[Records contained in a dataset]
Start of Block
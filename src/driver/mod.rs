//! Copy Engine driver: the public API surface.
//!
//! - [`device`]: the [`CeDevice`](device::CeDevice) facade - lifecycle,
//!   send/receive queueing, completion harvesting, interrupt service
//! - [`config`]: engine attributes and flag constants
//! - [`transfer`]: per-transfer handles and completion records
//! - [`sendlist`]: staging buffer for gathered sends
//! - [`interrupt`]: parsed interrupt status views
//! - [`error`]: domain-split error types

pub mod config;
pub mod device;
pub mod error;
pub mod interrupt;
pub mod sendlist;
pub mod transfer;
End of Block
> [PROBLEM]:
Your output should consist only of the lines from the one containing "interrupt status views" to the end of the records above, each retyped exactly.

> [TASK ANSWER]:
//! - [`interrupt`]: parsed interrupt status views
//! - [`error`]: domain-split error types

pub mod config;
pub mod device;
pub mod error;
pub mod interrupt;
pub mod sendlist;
pub mod transfer;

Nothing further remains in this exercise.